In my professional capacity as a human behavior expert, I’m asked to review early versions of applications. Rather than tell them what to design, I ask specific questions of the team. The questions are meant to wake developers up to human issues they may encounter when end-user humans use their app. I don’t wait to hear a team’s responses because the questions I ask aren’t answered easily. Oftentimes getting to an answer requires not only some deep thinking but some (unexpected) soul-searching.

Usually I email the team the list of questions after reviewing their app. If I’m there in person, my fee goes way up. Why? Because then it’s something akin to a group counseling session.

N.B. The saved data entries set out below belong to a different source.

//! Entry classification
//!
//! Order matters: a symlink is reported as a link even when it points at a
//! directory. Whether to descend through it is the builder's decision.

use std::fs;
use std::io;
use std::path::Path;

use crate::error::{IoResultExt, TreeError};

use super::node::EntryType;

/// Result of classifying one path.
#[derive(Debug, Clone, PartialEq, Eq)]
pub struct Classification {
    pub kind: EntryType,
    /// Raw link text as stored, for links only.
    pub target: Option<String>,
}

impl Classification {
    fn plain(kind: EntryType) -> Self {
        Self { kind, target: None }
    }
}

/// Classify `path` without following a final symlink.
///
/// With `detect_dead_links` unset a link is always `Link`, even when its
/// target is missing; `DeadLink` is never produced.
pub fn classify(path: &Path, detect_dead_links: bool) -> Result<Classification, TreeError> {
    let meta = fs::symlink_metadata(path).at_path(path)?;

    if meta.file_type().is_symlink() {
        let target = fs::read_link(path).at_path(path)?;
        let kind = if detect_dead_links && is_dead_link(path) {
            EntryType::DeadLink
        } else {
            EntryType::Link
        };
        return Ok(Classification {
            kind,
            target: Some(target.to_string_lossy().into_owned()),
        });
    }

    if meta.is_dir() {
        return Ok(Classification::plain(EntryType::Directory));
    }

    if meta.is_file() && is_executable(path) {
        return Ok(Classification::plain(EntryType::Executable));
    }

    Ok(Classification::plain(EntryType::File))
}

/// A link is dead when resolving it reports the target as missing.
fn is_dead_link(path: &Path) -> bool {
    matches!(fs::metadata(path), Err(e) if e.kind() == io::ErrorKind::NotFound)
}

/// Executable by this process, checked against the effective uid/gid.
#[cfg(unix)]
pub fn is_executable(path: &Path) -> bool {
    use rustix::fs::{Access, AtFlags, CWD, accessat};

    accessat(CWD, path, Access::EXEC_OK, AtFlags::EACCESS).is_ok()
}

#[cfg(not(unix))]
pub fn is_executable(_path: &Path) -> bool {
    false
}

But such efforts are worth it, both to humanity and to the start-up’s bottom line. Unfortunately, the appdevs of the world are not able to reach out to experts they know could help because those in charge just want the code. The investors want a “MVP” (minimally viable product, i.e, a partially operational Death Star) yesterday.

Appdevs should buy HOOKED and hand it over to their higher-ups. Eyal and Hoover methodically deconstruct example after example of habit-forming apps while highlighting the psychological principles behind each design decision. Even end-users could benefit from reading HOOKED; They might let themselves – and their teens – off the hook for being addicted to Facebook or Snapchat (respectively, of course).

HOOKED was released in 2014, so many in-depth reviews already exist. I’m a little late to the game, but Nir Eyal recently sent me a copy for review.

Reviews I’ve read online seem overwhelmingly positive and I would have to agree. HOOKED is an appdev manual, a tech manifesto and a psych 101 textbook all-in-one. If you aren’t a developer but you like Behavioral Economics, HOOKED is a quick and informative read.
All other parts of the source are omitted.